How many times do I have to tell you this in one little article? It does NOT under ANY circumstances exist! Why do you keep asking me this? Obviously it is not being kept a secret if it doesn't exist. Therefore, I am not going to dwell any more on this question because if you were paying attention to the rest of the article, you'd know not to ask something that silly. Question #5: But I've been there!
Okay, back to neoschool for you. Don't you know that "But I've been there!" isn't a question? It doesn't have a question mark. Like this: ?. A ? is necessary if you're going to ask a question and therefore, if you don't have one, it clearly is not a question. See? Besides, anyone who claims to have been to Jelly World is delusional. You're overworked or you've spent too much time staring at the Wheel of Monotony. Take a vacation, for the sake of all of those around you. I hear that Brightvale is very nice this time of year. It's also possible that you could be a victim of mind control, so please visit the Hospital right away.
If you have a friend that's telling you about various trips to Jelly World, don't believe a word they say. It's part of the Evil Rumor Conspiracy (ERC) trying to make you waste your time looking for or being afraid of things that don't exist. They could also be mind controlled. If you cannot get them to the hospital, plan a surprise "vacation" for them and see if you can help them recover from this very severe mental illness.
Question #6: What’s the big deal about Jelly World anyway?
That's what I'd like to know! Why am I being forced (for the greater good of Neopia, of course) to spend my time and energy writing an article about something that only exists in the minds of delusional Neopians?

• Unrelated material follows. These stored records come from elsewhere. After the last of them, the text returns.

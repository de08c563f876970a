//! # katana
//!
//! **katana** is an OpenAPI-driven HTTP service framework: a per-request bump
//! allocator, a zero-copy HTTP/1.1 parser, a radix-style router with content
//! negotiation, a reactor-per-core connection model built on `may` coroutines, and
//! a code generator that turns an OpenAPI 3.x document into routing tables,
//! request/response types, and validators.
//!
//! ## Architecture
//!
//! - **[`arena`]** — per-request bump allocator; owns variable-length strings and
//!   vectors for the lifetime of one request.
//! - **[`http`]** — `Method`, `HeaderMap`, `Request`/`Response`, and the incremental
//!   `Parser` state machine.
//! - **[`router`]** — radix-tree path matching, method dispatch, and content
//!   negotiation (`Accept`/`Content-Type`).
//! - **[`reactor`]** — the per-core event loop pool that owns connections and their
//!   arenas; suspension happens only at I/O readiness, timers, and cross-thread
//!   wakeups.
//! - **[`server`]** — the per-connection state machine driven by the reactor.
//! - **[`spec`]** — the OpenAPI 3.x AST, loader (`$ref` resolution, `allOf` merge),
//!   and the naming pass that assigns identifiers to anonymous schemas.
//! - **[`generator`]** — Askama-templated code emission: entities, codec,
//!   validator, routes, handlers, and glue.
//! - **[`problem`]** — RFC 7807 Problem Details responses.
//! - **[`validation`]** — the shared validation error vocabulary used by both
//!   generated validators and runtime JSON parsing.
//! - **[`config`]** — `ReactorConfig`/`ServerConfig`, plain `serde` structs with
//!   documented defaults; never read from the process environment by the library.
//! - **[`shutdown`]** — the graceful-shutdown coordinator, wired to `SIGINT`/`SIGTERM`
//!   on unix via `signal-hook`.
//! - **[`ids`]** — `ulid`-based request identifiers used for tracing spans.
//!
//! ## Runtime considerations
//!
//! katana uses the `may` coroutine runtime, not tokio or async-std: handlers are
//! synchronous from their own perspective, and suspension points are explicit
//! (I/O readiness, timers, cross-thread wakeup) rather than implicit `.await`
//! points. Each reactor worker owns its connections and arenas; there is no shared
//! mutable state on the hot path.

pub mod arena;
pub mod config;
pub mod generator;
pub mod http;
pub mod ids;
pub mod problem;
pub mod reactor;
pub mod router;
pub mod server;
pub mod shutdown;
pub mod spec;
pub mod validation;

pub use arena::Arena;
pub use config::{ReactorConfig, ServerConfig};
pub use http::{HeaderMap, Method, Request, Response};
pub use ids::RequestId;
pub use problem::ProblemDetails;
pub use reactor::{ConnectionTimeouts, ReactorPool};
pub use router::Router;
pub use server::{ConnectionEvent, ConnectionState, GlueHandler, HandlerRegistry};
pub use shutdown::ShutdownCoordinator;
pub use spec::Document as SpecDocument;
pub use validation::{ValidationError, ValidationErrorCode};
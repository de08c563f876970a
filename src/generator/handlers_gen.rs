//! Handler interface generation (`spec.md` §4.8.5).

use serde::Serialize;

use crate::generator::context::{AllocatorMode, EmitContext, EmitPosition};
use crate::spec::{Document, Operation, ParameterLocation};

#[derive(Debug, Clone, Serialize)]
pub struct HandlerParam {
    pub name: String,
    pub ty: String,
    pub optional: bool,
}

#[derive(Debug, Clone, Serialize)]
pub struct HandlerMethod {
    pub method_name: String,
    pub operation_id: String,
    pub params: Vec<HandlerParam>,
    pub body_param: Option<HandlerParam>,
}

/// One [`HandlerMethod`] per `operationId`'d operation, parameter order fixed by
/// `spec.md` §4.8.5: path params first, then query/header/cookie, then the body.
pub fn collect_handler_methods(doc: &Document, allocator: AllocatorMode) -> Vec<HandlerMethod> {
    doc.operations
        .iter()
        .filter_map(|op| build_method(doc, op, allocator))
        .collect()
}

fn build_method(doc: &Document, op: &Operation, allocator: AllocatorMode) -> Option<HandlerMethod> {
    let operation_id = op.operation_id.clone()?;
    let ctx = EmitContext::top_level(allocator);

    let mut params = Vec::new();
    for p in op.parameters.iter().filter(|p| p.location == ParameterLocation::Path) {
        params.push(param_for(doc, p, &ctx));
    }
    for p in op
        .parameters
        .iter()
        .filter(|p| p.location != ParameterLocation::Path)
    {
        params.push(param_for(doc, p, &ctx));
    }

    let body_param = op.request_body.as_ref().and_then(|body| {
        let schemas: Vec<_> = body.content.iter().map(|m| m.schema).collect();
        if schemas.is_empty() {
            return None;
        }
        let ty = if schemas.len() == 1 {
            crate::generator::context::rust_type_name(doc, schemas[0], &ctx)
        } else {
            format!("{}Body", crate::spec::sanitize_identifier(&operation_id))
        };
        Some(HandlerParam { name: "body".to_string(), ty: format!("&{ty}"), optional: false })
    });

    Some(HandlerMethod {
        method_name: snake_case(&operation_id),
        operation_id,
        params,
        body_param,
    })
}

fn param_for(doc: &Document, p: &crate::spec::Parameter, ctx: &EmitContext) -> HandlerParam {
    let ty = crate::generator::context::rust_type_name(doc, p.schema, &ctx.nested(EmitPosition::ObjectProperty));
    let ty = if p.required { ty } else { format!("Option<{ty}>") };
    HandlerParam { name: p.name.clone(), ty, optional: !p.required }
}

fn snake_case(s: &str) -> String {
    crate::generator::codec::snake(s)
}
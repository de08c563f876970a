//! The OpenAPI document model (`spec.md` §4.7, Design Notes "Arena + indices instead
//! of shared pointers"). Schemas live in one flat `Vec` owned by [`Document`]; every
//! reference to another schema — from a property, an `items`, a parameter, or a
//! `$ref` — is a [`SchemaRef`] index into that vector rather than a pointer. A
//! `$ref` cycle (`A.items: {$ref: A}`) is then just an index pointing back at its
//! own slot, which owns fine without any unsafe aliasing.

use serde::Serialize;
use serde_json::Value;

use crate::http::Method;

/// Index into [`Document::schemas`]. Resolution (`$ref` lookup, cycle handling) all
/// happens in the loader; by the time a `Document` exists every `SchemaRef` is a
/// valid index, including ones that point at a schema still being constructed
/// (a cycle) or at a placeholder standing in for an unresolved `$ref`.
pub type SchemaRef = usize;

#[derive(Debug, Clone, Copy, PartialEq, Eq, Serialize)]
#[serde(rename_all = "snake_case")]
pub enum ParameterLocation {
    Path,
    Query,
    Header,
    Cookie,
}

/// The coarse JSON type a schema describes. `Unknown` covers schemas with no
/// recognized `type` keyword (e.g. bare `oneOf`/`anyOf` compositions).
#[derive(Debug, Clone, Copy, PartialEq, Eq, Serialize)]
#[serde(rename_all = "snake_case")]
pub enum SchemaType {
    String,
    Integer,
    Number,
    Boolean,
    Object,
    Array,
    Unknown,
}

impl SchemaType {
    pub fn parse(raw: &str) -> SchemaType {
        match raw {
            "string" => SchemaType::String,
            "integer" => SchemaType::Integer,
            "number" => SchemaType::Number,
            "boolean" => SchemaType::Boolean,
            "object" => SchemaType::Object,
            "array" => SchemaType::Array,
            _ => SchemaType::Unknown,
        }
    }
}

/// `additionalProperties`: either a boolean switch or a schema every extra
/// property must satisfy.
#[derive(Debug, Clone, Serialize)]
pub enum AdditionalProperties {
    Allowed(bool),
    Schema(SchemaRef),
}

/// One materialized schema node (`spec.md` §4.7 "Materialization accepts: ...").
#[derive(Debug, Clone, Serialize)]
pub struct Schema {
    /// The component name this schema was registered under, or a name assigned by
    /// the naming pass (`ensure_inline_schema_names`). `None` until one of those
    /// two things has happened.
    pub name: Option<String>,
    pub schema_type: SchemaType,
    pub format: Option<String>,
    pub description: Option<String>,
    pub default: Option<Value>,
    pub pattern: Option<String>,
    pub nullable: bool,
    pub deprecated: bool,
    pub enum_values: Vec<Value>,

    pub min_length: Option<u64>,
    pub max_length: Option<u64>,
    pub minimum: Option<f64>,
    pub maximum: Option<f64>,
    pub exclusive_minimum: bool,
    pub exclusive_maximum: bool,
    pub multiple_of: Option<f64>,
    pub min_items: Option<u64>,
    pub max_items: Option<u64>,
    pub unique_items: bool,

    pub items: Option<SchemaRef>,
    /// Declaration-order property list. A `Vec` rather than a map: `spec.md` §4.8.3
    /// requires validators to walk fields "in declaration order".
    pub properties: Vec<(String, SchemaRef)>,
    pub required: Vec<String>,
    pub one_of: Vec<SchemaRef>,
    pub any_of: Vec<SchemaRef>,
    pub additional_properties: Option<AdditionalProperties>,
    pub discriminator: Option<String>,

    /// Set when this node stands in for a `$ref` this loader could not resolve
    /// (target missing from `components/schemas`). Carries the original `$ref`
    /// string, per `spec.md` §4.7 reference resolution policy.
    pub unresolved_ref: Option<String>,
}

impl Schema {
    /// A blank node reserved before its fields are known, so that a `$ref` cycle
    /// discovered while filling it in can still resolve to this same index.
    pub fn placeholder() -> Schema {
        Schema {
            name: None,
            schema_type: SchemaType::Unknown,
            format: None,
            description: None,
            default: None,
            pattern: None,
            nullable: false,
            deprecated: false,
            enum_values: Vec::new(),
            min_length: None,
            max_length: None,
            minimum: None,
            maximum: None,
            exclusive_minimum: false,
            exclusive_maximum: false,
            multiple_of: None,
            min_items: None,
            max_items: None,
            unique_items: false,
            items: None,
            properties: Vec::new(),
            required: Vec::new(),
            one_of: Vec::new(),
            any_of: Vec::new(),
            additional_properties: None,
            discriminator: None,
            unresolved_ref: None,
        }
    }

    pub fn is_placeholder(&self) -> bool {
        self.unresolved_ref.is_none()
            && self.schema_type == SchemaType::Unknown
            && self.properties.is_empty()
            && self.items.is_none()
            && self.one_of.is_empty()
            && self.any_of.is_empty()
    }
}

#[derive(Debug, Clone, Serialize)]
pub struct Parameter {
    pub name: String,
    pub location: ParameterLocation,
    pub required: bool,
    pub schema: SchemaRef,
}

#[derive(Debug, Clone, Serialize)]
pub struct MediaType {
    pub content_type: String,
    pub schema: SchemaRef,
}

#[derive(Debug, Clone, Serialize)]
pub struct RequestBody {
    pub required: bool,
    pub content: Vec<MediaType>,
}

#[derive(Debug, Clone, Serialize)]
pub struct ResponseDef {
    pub status: u16,
    pub description: String,
    pub content: Vec<MediaType>,
}

#[derive(Debug, Clone, Serialize)]
pub struct Operation {
    pub method: Method,
    pub path: String,
    pub operation_id: Option<String>,
    pub parameters: Vec<Parameter>,
    pub request_body: Option<RequestBody>,
    pub responses: Vec<ResponseDef>,
}

/// The frozen result of loading one OpenAPI document: every schema the loader
/// touched, plus the operations extracted from `paths{}`.
#[derive(Debug, Clone, Default, Serialize)]
pub struct Document {
    pub schemas: Vec<Schema>,
    pub component_names: std::collections::HashMap<String, SchemaRef>,
    pub operations: Vec<Operation>,
}

impl Document {
    pub fn schema(&self, schema_ref: SchemaRef) -> &Schema {
        &self.schemas[schema_ref]
    }
}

Honestly, calm down, people! Even if you argue about it on the neoboards or provide false links to a place of your own imagination, it will not change the fact that Jelly World is as nonexistent as self-cleaning closets. Jelly World obviously shouldn't be a big deal. We all know that childhood fantasies can only last so long, but this is one you shouldn't be holding on to. Do yourself a favor and forget you ever heard of this place. So PLEASE, citizens of Neopia, I beg of you – enough with Jelly World! Stop arguing about it and just deal with the fact that jelly world does not exist, it never has, and it never will! Neopia has many wonders, so why be so focused on what doesn't exist? Go and visit the Snowager or something. It'll be good for you to get out and get some exercise instead of playing on the neoboards.
Note: This article has been brought to you for the greater good of Neopia. Any arguments telling me that I'm wrong should be sent straight to the trash bin. Thank you.